When this got to much, he sought “exile for Christ” like many of his Irish fellow saints and went to Meaux in France. St Faro, the bishop of Meaux, assigned him a spot called Prodilus (Brodoluim), the modern Breuil, in the province of Brie. Here Fiachra built an oratory in honour of the Virgin Mary, a hospice in which he received strangers, and a cell in which he himself lived apart.
The legend of Fiachra goes that St Faro allowed him as much land as he might entrench in one day with a furrow; Fiachra turned up the earth with the point of his staff, toppling trees and uprooting briers and weeds. A suspicious woman hastened to tell Faro that he was being beguiled and that this was witchcraft. Faro, however, recognised that this was the work of God. From this point on it is said St Fiachra barred women from the precincts of his monastery.
Fiachra died on 18th August 670.
His relics were translated to Meaux, where they still rest; this was the centre of devotion to Fiachra which flourished in the 17th and 18th centuries. The place where he lived is now called Saint-Fiacre.

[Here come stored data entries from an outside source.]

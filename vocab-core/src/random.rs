use rand::rngs::SmallRng;
use rand::{Error, Rng, RngCore, SeedableRng};

/// Source of uniform values in `[0, 1)` driving every shuffle and pick.
pub trait RandomSource {
    fn next(&mut self) -> f64;
}

/// Exposes a `RandomSource` as an `RngCore`, so `rand`'s slice and range
/// helpers can draw from it.
pub struct SourceRng<'a> {
    source: &'a mut dyn RandomSource,
}

impl<'a> SourceRng<'a> {
    pub fn new(source: &'a mut dyn RandomSource) -> Self {
        Self { source }
    }
}

impl RngCore for SourceRng<'_> {
    fn next_u32(&mut self) -> u32 {
        (self.source.next() * 4_294_967_296.0) as u32
    }

    fn next_u64(&mut self) -> u64 {
        (self.source.next() * 18_446_744_073_709_551_616.0) as u64
    }

    fn fill_bytes(&mut self, dest: &mut [u8]) {
        for chunk in dest.chunks_mut(8) {
            let bytes = self.next_u64().to_le_bytes();
            chunk.copy_from_slice(&bytes[..chunk.len()]);
        }
    }

    fn try_fill_bytes(&mut self, dest: &mut [u8]) -> Result<(), Error> {
        self.fill_bytes(dest);
        Ok(())
    }
}

/// Entropy-seeded `SmallRng` used outside of tests.
#[derive(Debug, Clone)]
pub struct EntropyRandom {
    rng: SmallRng,
}

impl EntropyRandom {
    pub fn new() -> Self {
        Self {
            rng: SmallRng::from_entropy(),
        }
    }

    pub fn seeded(seed: u64) -> Self {
        Self {
            rng: SmallRng::seed_from_u64(seed),
        }
    }
}

impl Default for EntropyRandom {
    fn default() -> Self {
        Self::new()
    }
}

impl RandomSource for EntropyRandom {
    fn next(&mut self) -> f64 {
        self.rng.r#gen::<f64>()
    }
}

/// Replays a fixed list of values, cycling when exhausted.
///
/// Range sampling rejects some draws and asks again. `0.0` is never
/// rejected, so a cycle that contains it always makes progress.
#[derive(Debug, Clone)]
pub struct SequenceRandom {
    values: Vec<f64>,
    position: usize,
}

impl SequenceRandom {
    pub fn new(values: Vec<f64>) -> Self {
        let values = values
            .into_iter()
            .map(|v| v.clamp(0.0, 0.999_999))
            .collect();
        Self {
            values,
            position: 0,
        }
    }

    /// Always yields zero: every pick is the first slot and every shuffle
    /// is the same fixed permutation.
    pub fn zeros() -> Self {
        Self::new(vec![0.0])
    }
}

impl RandomSource for SequenceRandom {
    fn next(&mut self) -> f64 {
        if self.values.is_empty() {
            return 0.0;
        }
        let value = self.values[self.position % self.values.len()];
        self.position += 1;
        value
    }
}
use std::env;
use std::path::PathBuf;
use std::time::Duration;

use thiserror::Error;
use vocab_core::GameTimings;

const DEFAULT_DATABASE_FILES: &str = "database 1-4.json,database 5-10.json";

#[derive(Debug, Error, PartialEq, Eq)]
pub enum ConfigError {
    #[error("Invalid {var}: {value}")]
    InvalidNumber { var: &'static str, value: String },
    #[error("VOCAB_DATABASE_FILES lists no files")]
    NoDatabaseFiles,
}

#[derive(Debug, Clone)]
pub struct Config {
    pub database_files: Vec<PathBuf>,
    pub timings: GameTimings,
}

impl Config {
    pub fn from_env() -> Result<Self, ConfigError> {
        Self::from_lookup(|var| env::var(var).ok())
    }

    /// Builds the config from any variable source; `from_env` passes the
    /// process environment.
    pub fn from_lookup(lookup: impl Fn(&str) -> Option<String>) -> Result<Self, ConfigError> {
        let files = lookup("VOCAB_DATABASE_FILES")
            .unwrap_or_else(|| DEFAULT_DATABASE_FILES.to_string());
        let database_files: Vec<PathBuf> = files
            .split(',')
            .map(str::trim)
            .filter(|f| !f.is_empty())
            .map(PathBuf::from)
            .collect();
        if database_files.is_empty() {
            return Err(ConfigError::NoDatabaseFiles);
        }

        let defaults = GameTimings::default();
        let millis = |var: &'static str, default: Duration| -> Result<Duration, ConfigError> {
            match lookup(var) {
                None => Ok(default),
                Some(value) => value
                    .trim()
                    .parse::<u64>()
                    .map(Duration::from_millis)
                    .map_err(|_| ConfigError::InvalidNumber { var, value }),
            }
        };

        let timings = GameTimings {
            flashcard_reveal: millis("VOCAB_FLIP_DELAY_MS", defaults.flashcard_reveal)?,
            quiz_advance: millis("VOCAB_QUIZ_DELAY_MS", defaults.quiz_advance)?,
            memory_mismatch: millis("VOCAB_MISMATCH_DELAY_MS", defaults.memory_mismatch)?,
            memory_victory: millis("VOCAB_VICTORY_DELAY_MS", defaults.memory_victory)?,
            typing_advance: millis("VOCAB_TYPING_DELAY_MS", defaults.typing_advance)?,
        };

        Ok(Self {
            database_files,
            timings,
        })
    }
}
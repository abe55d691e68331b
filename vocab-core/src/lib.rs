pub mod answer_check;
pub mod game_events;
pub mod host;
pub mod keyboard;
pub mod lessons;
pub mod random;
pub mod sessions;
pub mod timers;
pub mod word_pool;

// Re-export main components
pub use answer_check::*;
pub use game_events::*;
pub use host::*;
pub use keyboard::*;
pub use lessons::*;
pub use random::*;
pub use sessions::*;
pub use timers::*;
pub use word_pool::*;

His feast day is 30 August and 1 September in Ireland and France.
Fiachra is commonly invoked to help heal people suffering from various ills, based on his reputed skill with medicinal plants. His reputed aversion to women is believed to be the reason he is known as the patron saint of venereal disease sufferers. He was known for healing haemorrhoids, which were called “Saint Fiacre’s illness” in the Middle Ages.
Patronage: medicine; gardeners; taxi cab drivers; venereal disease sufferers; barrenness; box makers; fistula; florists; hosiers; pewterers; tile makers; ploughboys. However, due to more than one saint bearing the name, exact patronage for each saint is probably unclear.